Global judgements and ideas.

Agility for Anxiety Capitalism

FROM: Moore, P (2018) ‘Tracking affective labour for agility in the quantified workplace’, Body & Society 24(3): 39-67. This article is part of a range of dissemination from British Academy/Leverhulme Trust funded project where I interviewed employees involved in self-tracking projects organised by employers over the course of one year.

My paper looks at a well-known work design model, ‘agility’, and related work expectations. What will change if we are all increasingly working from home due to the Covid-19 pandemic and beyond?

The opening scroll for the film Bladerunner introduces the Nexus 6 replicants as being ‘superior in strength and agility, and at least equal in intelligence’. Robots are perceived to be agile, but what does this word mean? In 2001, 17 software developers, disillusioned with bureaucracy and obstacles to technological development, decided to put this word into action and wrote the Agility Manifesto (The Agile Movement, 2008):

We are uncovering better ways of developing software by doing it and helping others do it. Through this work we have come to value:

  • Individuals and interactions over processes and tools
  • Working software over comprehensive documentation
  • Customer collaboration over contract negotiation
  • Responding to change over following a plan


After its birth in 2001, companies in many industries began to adopt an agile system where workers and management should both have the ‘ability over time to respond quickly and effectively to rapid change and high uncertainty’ (Joroff et al, 2003: 294). Agile is a ‘co-evolution of workplace and work’; an adaptation of kaizen, or ‘continuous improvement’ (Danford et al, 2008); ‘neither top-down nor bottom-up: it is outside-in’ (Denning, 2015), relying on the conscious co-evolution and improvement of work which happens through ‘experimentation, integration and disseminated learning’ (Joroff et al, 2003: 294). ‘Agile’ has been appropriated into mainstream management terminology and job descriptions, even though it is unpopular with workers precisely because it breeds uncertainty, which the Chartered Institute for Personnel (CIPD) indicates in Getting Smart About Agile Working (2014).

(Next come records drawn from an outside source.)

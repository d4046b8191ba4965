use std::fmt;

use glam::Vec3;
use indexmap::IndexMap;
use serde::{Deserialize, Serialize};

use crate::config::DuplicationPolicy;
use crate::duplicate::{DuplicationInfo, rewrite_links};
use crate::geometry::{ZoneTransform, transform_position, transform_rotation};
use crate::rail::Rail;
use crate::value::Properties;

/// Identifier of an object, unique within its zone.
#[derive(Debug, Clone, PartialEq, Eq, Hash, PartialOrd, Ord, Serialize, Deserialize)]
#[serde(transparent)]
pub struct ObjectId(pub String);

impl ObjectId {
    /// Create an ID from any string.
    pub fn new(id: impl Into<String>) -> Self {
        Self(id.into())
    }

    /// The ID as a string slice.
    pub fn as_str(&self) -> &str {
        &self.0
    }
}

impl fmt::Display for ObjectId {
    fn fmt(&self, f: &mut fmt::Formatter<'_>) -> fmt::Result {
        write!(f, "{}", self.0)
    }
}

impl From<&str> for ObjectId {
    fn from(s: &str) -> Self {
        Self(s.to_string())
    }
}

impl From<String> for ObjectId {
    fn from(s: String) -> Self {
        Self(s)
    }
}

/// Named, ordered link lists. A list may name the same target more than once.
pub type Links = IndexMap<String, Vec<ObjectId>>;

/// Reverse-index entry: `source` links to the owning object under `name`.
#[derive(Debug, Clone, PartialEq, Eq, Hash, Serialize, Deserialize)]
pub struct LinkDestination {
    /// The link name used by the source object.
    pub name: String,
    /// The object holding the link.
    pub source: ObjectId,
}

impl LinkDestination {
    /// Create a reverse-index entry.
    pub fn new(name: impl Into<String>, source: ObjectId) -> Self {
        Self {
            name: name.into(),
            source,
        }
    }
}

/// The closed set of object variants a zone can hold.
#[derive(Debug, Clone, Copy, PartialEq, Eq, Hash, Serialize, Deserialize)]
#[serde(rename_all = "snake_case")]
pub enum ObjectKind {
    /// A generic placed object.
    General,
    /// A bezier path.
    Rail,
}

impl fmt::Display for ObjectKind {
    fn fmt(&self, f: &mut fmt::Formatter<'_>) -> fmt::Result {
        match self {
            Self::General => write!(f, "object"),
            Self::Rail => write!(f, "rail"),
        }
    }
}

/// A generic placed object with links to other objects.
#[derive(Debug, Clone, PartialEq, Serialize, Deserialize)]
pub struct GeneralObject {
    /// Unique identifier within the zone.
    pub id: ObjectId,
    /// Class name selecting the default property schema.
    pub class_name: String,
    /// Name shown in the editor.
    pub display_name: String,
    /// Model override, if any.
    pub model_name: Option<String>,
    /// Layer the object is placed on.
    pub layer: String,
    /// Free-text comment carried through load and save.
    pub comment: Option<String>,
    /// Position in zone space.
    pub position: Vec3,
    /// Orientation, Euler degrees.
    pub rotation: Vec3,
    /// Per-axis scale.
    pub scale: Vec3,
    /// Free-form properties.
    pub properties: Properties,
    /// Outgoing links by name.
    pub links: Links,
    /// Incoming links. Derived by [`crate::Zone::update_link_destinations`].
    #[serde(skip)]
    pub link_destinations: Vec<LinkDestination>,
}

impl GeneralObject {
    /// Create an object at the origin with no properties or links.
    pub fn new(id: impl Into<ObjectId>, class_name: impl Into<String>) -> Self {
        let class_name = class_name.into();
        Self {
            id: id.into(),
            display_name: class_name.clone(),
            class_name,
            model_name: None,
            layer: "Common".to_string(),
            comment: None,
            position: Vec3::ZERO,
            rotation: Vec3::ZERO,
            scale: Vec3::ONE,
            properties: Properties::new(),
            links: Links::new(),
            link_destinations: Vec::new(),
        }
    }

    /// Place the object at `position`.
    pub fn with_position(mut self, position: Vec3) -> Self {
        self.position = position;
        self
    }

    /// Append `target` to the link list `name`, creating the list if needed.
    pub fn add_link(&mut self, name: impl Into<String>, target: ObjectId) {
        self.links.entry(name.into()).or_default().push(target);
    }

    /// Structural clone under a fresh ID.
    ///
    /// Properties and link lists are copied, not shared; the link lists still
    /// name the original targets until the duplication pass rewrites them.
    pub fn duplicate(&self, id: ObjectId, transform: Option<&ZoneTransform>) -> Self {
        Self {
            id,
            class_name: self.class_name.clone(),
            display_name: self.display_name.clone(),
            model_name: self.model_name.clone(),
            layer: self.layer.clone(),
            comment: self.comment.clone(),
            position: transform_position(self.position, transform),
            rotation: transform_rotation(self.rotation, transform),
            scale: self.scale,
            properties: self.properties.clone(),
            links: self.links.clone(),
            link_destinations: Vec::new(),
        }
    }
}

/// Any object that lives in a zone.
#[derive(Debug, Clone, PartialEq, Serialize, Deserialize)]
#[serde(tag = "kind", rename_all = "snake_case")]
pub enum WorldObject {
    /// A generic placed object.
    General(GeneralObject),
    /// A bezier path. Rails never hold links.
    Rail(Rail),
}

impl WorldObject {
    /// The object's ID.
    pub fn id(&self) -> &ObjectId {
        match self {
            Self::General(o) => &o.id,
            Self::Rail(r) => &r.id,
        }
    }

    /// Which variant this is.
    pub fn kind(&self) -> ObjectKind {
        match self {
            Self::General(_) => ObjectKind::General,
            Self::Rail(_) => ObjectKind::Rail,
        }
    }

    /// The object's class name.
    pub fn class_name(&self) -> &str {
        match self {
            Self::General(o) => &o.class_name,
            Self::Rail(r) => &r.class_name,
        }
    }

    /// Change the object's class name.
    pub fn set_class_name(&mut self, class_name: impl Into<String>) {
        match self {
            Self::General(o) => o.class_name = class_name.into(),
            Self::Rail(r) => r.class_name = class_name.into(),
        }
    }

    /// Free-form properties.
    pub fn properties(&self) -> &Properties {
        match self {
            Self::General(o) => &o.properties,
            Self::Rail(r) => &r.properties,
        }
    }

    /// Mutable free-form properties.
    pub fn properties_mut(&mut self) -> &mut Properties {
        match self {
            Self::General(o) => &mut o.properties,
            Self::Rail(r) => &mut r.properties,
        }
    }

    /// Whether this variant can hold outgoing links.
    pub fn supports_links(&self) -> bool {
        matches!(self, Self::General(_))
    }

    /// Outgoing links, `None` for variants without link support.
    pub fn links(&self) -> Option<&Links> {
        match self {
            Self::General(o) => Some(&o.links),
            Self::Rail(_) => None,
        }
    }

    /// Mutable outgoing links, `None` for variants without link support.
    pub fn links_mut(&mut self) -> Option<&mut Links> {
        match self {
            Self::General(o) => Some(&mut o.links),
            Self::Rail(_) => None,
        }
    }

    /// Incoming links.
    pub fn link_destinations(&self) -> &[LinkDestination] {
        match self {
            Self::General(o) => &o.link_destinations,
            Self::Rail(r) => &r.link_destinations,
        }
    }

    /// Drop every incoming-link entry.
    pub fn clear_link_destinations(&mut self) {
        match self {
            Self::General(o) => o.link_destinations.clear(),
            Self::Rail(r) => r.link_destinations.clear(),
        }
    }

    /// Record that `source` links to this object under `name`.
    pub fn add_link_destination(&mut self, name: impl Into<String>, source: ObjectId) {
        let entry = LinkDestination::new(name, source);
        match self {
            Self::General(o) => o.link_destinations.push(entry),
            Self::Rail(r) => r.link_destinations.push(entry),
        }
    }

    /// The point link lines are drawn to.
    pub fn linking_point(&self) -> Vec3 {
        match self {
            Self::General(o) => o.position,
            Self::Rail(r) => r.linking_point().unwrap_or(Vec3::ZERO),
        }
    }

    /// Rewrite this object's links after a duplication batch.
    ///
    /// A no-op for rails.
    pub fn link_duplicates(&mut self, info: &DuplicationInfo, policy: &DuplicationPolicy) {
        match self {
            Self::General(o) => rewrite_links(&o.id, &mut o.links, info, policy),
            Self::Rail(_) => {}
        }
    }
}

impl fmt::Display for WorldObject {
    fn fmt(&self, f: &mut fmt::Formatter<'_>) -> fmt::Result {
        write!(f, "{}", self.class_name())
    }
}

impl From<GeneralObject> for WorldObject {
    fn from(o: GeneralObject) -> Self {
        Self::General(o)
    }
}

impl From<Rail> for WorldObject {
    fn from(r: Rail) -> Self {
        Self::Rail(r)
    }
}
use std::path::Path;

use glam::Vec3;
use sl_core::{ZonePlacement, duplicate_into};

use super::Context;

#[allow(clippy::too_many_arguments)]
pub fn run(
    ctx: &Context,
    source_path: &Path,
    dest_path: &Path,
    ids: &[String],
    points: &[String],
    offset: Option<&str>,
    rotate: Option<&str>,
    output: Option<&Path>,
) -> Result<(), String> {
    let mut source = ctx.load_zone(source_path)?;
    let mut dest = ctx.load_zone(dest_path)?;

    let mut selection = super::parse_ids(ids);
    super::select_rail_points(&mut source, points, &mut selection)?;

    let transform = if offset.is_some() || rotate.is_some() {
        let position = offset.map_or(Ok(Vec3::ZERO), |v| super::parse_vec3(v, "offset"))?;
        let rotation = rotate.map_or(Ok(Vec3::ZERO), |v| super::parse_vec3(v, "rotation"))?;
        Some(ZonePlacement::new(position, rotation).to_transform())
    } else {
        None
    };

    let info = duplicate_into(
        &mut source,
        &mut dest,
        &selection,
        transform.as_ref(),
        &ctx.config.duplication,
        &ctx.params,
    )
    .map_err(|e| e.to_string())?;
    if info.is_empty() {
        println!("  Can't duplicate nothing!");
        return Ok(());
    }

    let out = output.unwrap_or(dest_path);
    ctx.save_zone(&dest, out)?;

    println!(
        "  Pasted into '{}': {}",
        dest.name,
        super::summary(&source, &info)
    );
    for (original, copy) in info.iter() {
        println!("    {original} -> {copy}");
    }

    Ok(())
}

While this set of management practices is heralded as a highly normative, horizontal system, its initiators made several assumptions and overlooked specific features of its operations that have implications for workers. The Agility Manifesto inverts the hierarchy between humans and machines, where humans must be continuously transformative, because technology is apparently continuously transforming. In the agile method, humans are expected not only to become subject to rapid technological change and to self-manage these processes through affective labour but to, in fact, emulate machines, which are expected to continuously develop and change; and to embrace constant subjective transformations. Meanwhile, workers are subject to increasingly intimate tracking and monitoring and their every move surveilled. Agile workers are prepared for constant change, happy to make personal changes, always on the move, always trackable.

Agility pushes calculation practices into the affective realm through the quantification and measure of people’s abilities to withstand incessant transformation of work/life as dictated by machinic transformation. Personal investments in self-managing agility requires constant social reproduction of a company’s image by aligning oneself with identities and preferences (Land and Taylor, 2010). Workers cannot log out or switch off (Gregg, 2011) and ‘struggle to be left alone rather than to be included, a type of refusal that would have looked strange to their Fordist predecessors’ (Fleming, 2015: 83).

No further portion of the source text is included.